Practice what you Preach – be true to yourself and your students. Guide them based on your learning and practical application, not just from textual references. That takes away from your commitment as a teacher. Work on solidifying the foundations of your teaching while upholding the roots & traditions of Yoga.
It's NOT about YOU. Reiterating this statement takes the focus away from YOU and directs it to what you teach. In this context, it's YOGA. Make this approach of redirection habitual. It will align you back to the reason why you chose to pursue this path and help ease the stress while teaching & showing up for your students.
Practice over Perfection – An entire lifetime can be spent in the pursuit of learning, yet we can never be perfect. Accepting this and continuing the journey of yoga by staying true to your practice is what makes you a better student and a better teacher. Perfection is a myth, so don’t beat yourself down to knowing it all and pleasing all your students. Perfection will set you up for failure, while practice will continuously inspire you to discover, learn and allow space for self-growth. There is no perfect teacher, and there is no perfect student. We are all students in our own ways on a quest towards learning.
The grass is greener when you water it – Don’t draw comparisons to other teachers, no matter how easy it is to succumb to the trap of comparison. Know that there will always be someone better than you. They will possibly have other challenges that you may not see at the surface. Your assumption of others and their successes adds up to the feeling of not being worthy enough. Instead, take charge and invest that time in yourself and how you can cultivate the right strategies to make the mindset shift. The “grass” in this context refers to the “mind”. You feed the mind with unwanted thoughts and will always question your self-worth. On the contrary, nurturing the mind with precisely the opposite sets you up for confidence, wisdom and progress.
Defeat the Imposter – Lastly, addressing the most important question; What makes you YOU? And what are you not? By identifying and getting to know yourself better, you are well-poised to appreciate your blessings. This will encourage you to share it with others, both in the role of a teacher and in life too.
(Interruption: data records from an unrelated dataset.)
//! Locale-aware number formatting.

use fixed_decimal::{Decimal, FloatPrecision, SignedRoundingMode, UnsignedRoundingMode};
use icu::decimal::options::{DecimalFormatterOptions, GroupingStrategy};
use icu::decimal::DecimalFormatter;
use tracing::warn;

use super::icu_locale;

/// Upper bound on fraction digits.
const MAX_FRACTION_DIGITS: usize = 20;

/// Number presentation style.
#[derive(Debug, Clone, Copy, PartialEq, Eq, Default)]
pub enum NumberStyle {
    /// Plain decimal number (`1,234.5`).
    #[default]
    Decimal,
    /// Ratio rendered as a percentage (`0.25` → `25%`).
    Percent,
}

/// Options for [`format_number`].
///
/// Unset fraction limits follow the style: decimals show up to three
/// fraction digits, percentages none.
#[derive(Debug, Clone, Copy, PartialEq, Eq)]
pub struct NumberFormatOptions {
    pub style: NumberStyle,
    pub minimum_fraction_digits: Option<usize>,
    pub maximum_fraction_digits: Option<usize>,
    pub use_grouping: bool,
}

impl Default for NumberFormatOptions {
    fn default() -> Self {
        Self {
            style: NumberStyle::Decimal,
            minimum_fraction_digits: None,
            maximum_fraction_digits: None,
            use_grouping: true,
        }
    }
}

impl NumberFormatOptions {
    /// Percentage style with default digits.
    pub fn percent() -> Self {
        Self {
            style: NumberStyle::Percent,
            ..Self::default()
        }
    }

    /// Show exactly `digits` fraction digits.
    pub fn fixed(digits: usize) -> Self {
        Self {
            minimum_fraction_digits: Some(digits),
            maximum_fraction_digits: Some(digits),
            ..Self::default()
        }
    }

    pub fn with_grouping(mut self, use_grouping: bool) -> Self {
        self.use_grouping = use_grouping;
        self
    }

    pub fn with_fraction_digits(mut self, min: usize, max: usize) -> Self {
        self.minimum_fraction_digits = Some(min);
        self.maximum_fraction_digits = Some(max);
        self
    }

    /// Effective `(min, max)` fraction digits, with `max >= min`.
    fn fraction_digits(&self) -> (i16, i16) {
        let default_max = match self.style {
            NumberStyle::Decimal => 3,
            NumberStyle::Percent => 0,
        };
        let min = self
            .minimum_fraction_digits
            .unwrap_or(0)
            .min(MAX_FRACTION_DIGITS);
        let max = self
            .maximum_fraction_digits
            .unwrap_or(default_max)
            .clamp(min, MAX_FRACTION_DIGITS);
        // Both are at most MAX_FRACTION_DIGITS.
        (min as i16, max as i16)
    }

    fn formatter_options(&self) -> DecimalFormatterOptions {
        let mut options = DecimalFormatterOptions::default();
        if !self.use_grouping {
            options.grouping_strategy = Some(GroupingStrategy::Never);
        }
        options
    }
}

/// Format `value` using the conventions of `locale`.
///
/// Rounds half away from zero to the maximum fraction digits, drops
/// trailing zeros down to the minimum, then applies the locale's decimal
/// and grouping symbols.
pub fn format_number(locale: &str, value: f64, options: &NumberFormatOptions) -> String {
    if value.is_nan() {
        return "NaN".to_string();
    }

    let scaled = match options.style {
        NumberStyle::Decimal => value,
        NumberStyle::Percent => value * 100.0,
    };
    let suffix = match options.style {
        NumberStyle::Decimal => "",
        NumberStyle::Percent => "%",
    };

    if scaled.is_infinite() {
        let sign = if scaled < 0.0 { "-" } else { "" };
        return format!("{sign}∞{suffix}");
    }

    let mut decimal = match Decimal::try_from_f64(scaled, FloatPrecision::RoundTrip) {
        Ok(decimal) => decimal,
        Err(e) => {
            warn!(value = scaled, error = ?e, "number not representable as a decimal");
            return format!("{scaled}{suffix}");
        }
    };

    let (min, max) = options.fraction_digits();
    decimal.round_with_mode(
        -max,
        SignedRoundingMode::Unsigned(UnsignedRoundingMode::HalfExpand),
    );
    decimal.trim_end();
    decimal.pad_end(-min);

    let icu = icu_locale(locale);
    let formatted = match DecimalFormatter::try_new(icu.into(), options.formatter_options()) {
        Ok(formatter) => formatter.format(&decimal).to_string(),
        Err(e) => {
            warn!(locale, error = ?e, "no decimal data for locale");
            decimal.to_string()
        }
    };
    format!("{formatted}{suffix}")
}

#[cfg(test)]
mod tests {
    use super::*;

    fn decimal() -> NumberFormatOptions {
        NumberFormatOptions::default()
    }

    #[test]
    fn test_english_grouping_and_decimals() {
        assert_eq!(format_number("en", 1234567.891, &decimal()), "1,234,567.891");
        assert_eq!(format_number("en", 1234.5, &decimal()), "1,234.5");
        assert_eq!(format_number("en", 999.0, &decimal()), "999");
        assert_eq!(format_number("en", 0.0, &decimal()), "0");
    }

    #[test]
    fn test_default_max_three_fraction_digits() {
        assert_eq!(format_number("en", 3.14159, &decimal()), "3.142");
        assert_eq!(format_number("en", 2.0004, &decimal()), "2");
    }

    #[test]
    fn test_european_separators() {
        assert_eq!(format_number("de", 1234567.891, &decimal()), "1.234.567,891");
        assert_eq!(format_number("fr", 1234.5, &decimal()), "1\u{202f}234,5");
        assert_eq!(format_number("ru", 1234567.5, &decimal()), "1\u{a0}234\u{a0}567,5");
    }

    #[test]
    fn test_regional_variants_differ() {
        assert_eq!(format_number("pt-BR", 1234567.5, &decimal()), "1.234.567,5");
        assert_ne!(
            format_number("pt-PT", 1234567.5, &decimal()),
            format_number("pt-BR", 1234567.5, &decimal())
        );
    }

    #[test]
    fn test_indian_grouping() {
        assert_eq!(format_number("hi", 1234567.5, &decimal()), "12,34,567.5");
        assert_eq!(format_number("en-IN", 1234567.0, &decimal()), "12,34,567");
    }

    #[test]
    fn test_spanish_minimum_grouping() {
        assert_eq!(format_number("es", 1234.0, &decimal()), "1234");
        assert_eq!(format_number("es", 12345.5, &decimal()), "12.345,5");
        assert_ne!(
            format_number("es-MX", 1234567.5, &decimal()),
            format_number("es", 1234567.5, &decimal())
        );
    }

    #[test]
    fn test_fraction_digit_options() {
        assert_eq!(format_number("en", 1.5, &NumberFormatOptions::fixed(2)), "1.50");
        assert_eq!(format_number("en", 1.0, &NumberFormatOptions::fixed(0)), "1");
        assert_eq!(
            format_number("en", 1.23456, &decimal().with_fraction_digits(1, 4)),
            "1.2346"
        );
        assert_eq!(
            format_number("en", 1.0, &decimal().with_fraction_digits(1, 4)),
            "1.0"
        );
        // max below min is raised to min
        let options = NumberFormatOptions {
            minimum_fraction_digits: Some(2),
            maximum_fraction_digits: Some(1),
            ..decimal()
        };
        assert_eq!(format_number("en", 1.234, &options), "1.23");
    }

    #[test]
    fn test_rounds_half_away_from_zero() {
        assert_eq!(format_number("en", 2.5, &NumberFormatOptions::fixed(0)), "3");
        assert_eq!(format_number("en", -2.5, &NumberFormatOptions::fixed(0)), "-3");
        assert_eq!(format_number("en", 0.125, &NumberFormatOptions::fixed(2)), "0.13");
    }

    #[test]
    fn test_without_grouping() {
        let options = decimal().with_grouping(false);
        assert_eq!(format_number("en", 1234567.5, &options), "1234567.5");
        assert_eq!(format_number("de", 1234567.5, &options), "1234567,5");
    }

    #[test]
    fn test_negative_numbers() {
        assert_eq!(format_number("en", -1234.5, &decimal()), "-1,234.5");
    }

    #[test]
    fn test_percent() {
        assert_eq!(format_number("en", 0.25, &NumberFormatOptions::percent()), "25%");
        assert_eq!(format_number("en", 0.1234, &NumberFormatOptions::percent()), "12%");
        assert_eq!(
            format_number("en", 0.1234, &NumberFormatOptions::percent().with_fraction_digits(1, 1)),
            "12.3%"
        );
        assert_eq!(format_number("de", 12.5, &NumberFormatOptions::percent()), "1.250%");
    }

    #[test]
    fn test_non_finite() {
        assert_eq!(format_number("en", f64::NAN, &decimal()), "NaN");
        assert_eq!(format_number("en", f64::INFINITY, &decimal()), "∞");
        assert_eq!(format_number("en", f64::NEG_INFINITY, &decimal()), "-∞");
    }

    #[test]
    fn test_unknown_locale_uses_root_conventions() {
        assert_eq!(format_number("zz", 1234.5, &decimal()), "1,234.5");
    }
}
As a parting note, always remember that as a yoga teacher, ‘One size fits all’ is convenient but unrealistic, especially when dealing with other human beings. Each of your students is unique and has different backgrounds and varied perceptions, wants and needs. So take one sincere step at a time and commit to nipping ‘Imposter Syndrome” in the bud immediately. You realise your worth so much more once you dispel this fear and welcome an exciting journey that awaits you on the other side.